[Provided material]

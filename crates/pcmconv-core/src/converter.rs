//! Host glue around a plan and its buffer
//!
//! [`AudioConverter`] is the stateful front-end: build a plan once, then
//! repeatedly load a block of source bytes and convert it. In
//! [`ConversionMode::Loop`] the converter also owns the [`StreamState`] so
//! consecutive blocks are filtered as one stream.

use crate::config::{ConversionMode, ConverterConfig};
use crate::error::{ExecError, Result};
use crate::plan::ConversionPlan;
use crate::stream::StreamState;
use crate::types::AudioSpec;
use bytes::BytesMut;
use tracing::{debug, info};

/// Stateful converter owning a plan, a buffer and optional stream state
#[derive(Debug)]
pub struct AudioConverter {
    config: ConverterConfig,
    plan: Option<ConversionPlan>,
    buffer: Option<BytesMut>,
    pending: Option<usize>,
    state: Option<StreamState>,
}

impl AudioConverter {
    /// Create a converter without a plan
    pub fn new(config: ConverterConfig) -> Self {
        Self {
            config,
            plan: None,
            buffer: None,
            pending: None,
            state: None,
        }
    }

    /// Configuration in use
    pub fn config(&self) -> &ConverterConfig {
        &self.config
    }

    /// Current plan, if built
    pub fn plan(&self) -> Option<&ConversionPlan> {
        self.plan.as_ref()
    }

    /// Stream state, present in loop mode once a plan is built
    pub fn stream(&self) -> Option<&StreamState> {
        self.state.as_ref()
    }

    /// Plan the conversion of `src` into `dst`, replacing any earlier plan
    ///
    /// # Errors
    ///
    /// Returns [`crate::ConvertError::Plan`] when the pair is unsupported;
    /// the previous plan is kept in that case.
    pub fn build(&mut self, src: &AudioSpec, dst: &AudioSpec) -> Result<&ConversionPlan> {
        let plan = ConversionPlan::new(src, dst)?;

        if self.config.log_plan {
            info!(
                "Converting {} {}ch {}Hz -> {} {}ch {}Hz",
                src.format(),
                src.channels(),
                src.rate(),
                dst.format(),
                dst.channels(),
                dst.rate()
            );
            for (index, stage) in plan.stages().iter().enumerate() {
                info!("  stage {}: {}", index, stage);
            }
        }

        self.state = match self.config.mode {
            ConversionMode::Loop => Some(StreamState::new(&plan)),
            ConversionMode::OneShot => None,
        };
        self.pending = None;
        Ok(self.plan.insert(plan))
    }

    /// Forget the stream history, keeping the plan
    pub fn reset_stream(&mut self) {
        if let Some(state) = &mut self.state {
            state.reset();
        }
    }

    /// Copy one block of source bytes into the conversion buffer
    ///
    /// The buffer is grown to the capacity the plan needs for `input`.
    ///
    /// # Errors
    ///
    /// Returns [`ExecError::NoPlan`] before a plan is built.
    pub fn load(&mut self, input: &[u8]) -> Result<()> {
        let plan = self.plan.as_ref().ok_or(ExecError::NoPlan)?;
        let capacity = plan.required_capacity(input.len());

        let buffer = self.buffer.get_or_insert_with(BytesMut::new);
        buffer.clear();
        buffer.reserve(capacity);
        buffer.extend_from_slice(input);
        buffer.resize(capacity, 0);
        self.pending = Some(input.len());

        debug!(input = input.len(), capacity, "loaded block");
        Ok(())
    }

    /// Copy 16-bit host-order samples into the conversion buffer
    ///
    /// # Errors
    ///
    /// Same as [`Self::load`].
    pub fn load_samples(&mut self, samples: &[i16]) -> Result<()> {
        self.load(crate::samples_as_bytes(samples))
    }

    /// Convert the loaded block and return the converted bytes
    ///
    /// # Errors
    ///
    /// Returns [`ExecError::NoPlan`] without a plan, [`ExecError::NoBuffer`]
    /// when no block is loaded, and any error of the plan's execution.
    pub fn convert(&mut self) -> Result<&[u8]> {
        let plan = self.plan.as_ref().ok_or(ExecError::NoPlan)?;
        let buffer = self.buffer.as_mut().ok_or(ExecError::NoBuffer)?;
        let length = self.pending.ok_or(ExecError::NoBuffer)?;

        let len = match (self.config.mode, self.state.as_mut()) {
            (ConversionMode::Loop, Some(state)) => plan.convert_stream(state, &mut buffer[..], length)?,
            _ => plan.convert(&mut buffer[..], length)?,
        };
        self.pending = None;
        Ok(&buffer[..len])
    }

    /// Load `input`, convert it and return an owned copy of the result
    ///
    /// # Errors
    ///
    /// Same as [`Self::load`] and [`Self::convert`].
    pub fn convert_bytes(&mut self, input: &[u8]) -> Result<Vec<u8>> {
        self.load(input)?;
        Ok(self.convert()?.to_vec())
    }
}

impl Default for AudioConverter {
    fn default() -> Self {
        Self::new(ConverterConfig::default())
    }
}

[/Provided material]

◆ **Exercise directions**: For the string "pending", report how many lines of the records contain it, giving the number only.

◆ **Your response**: 6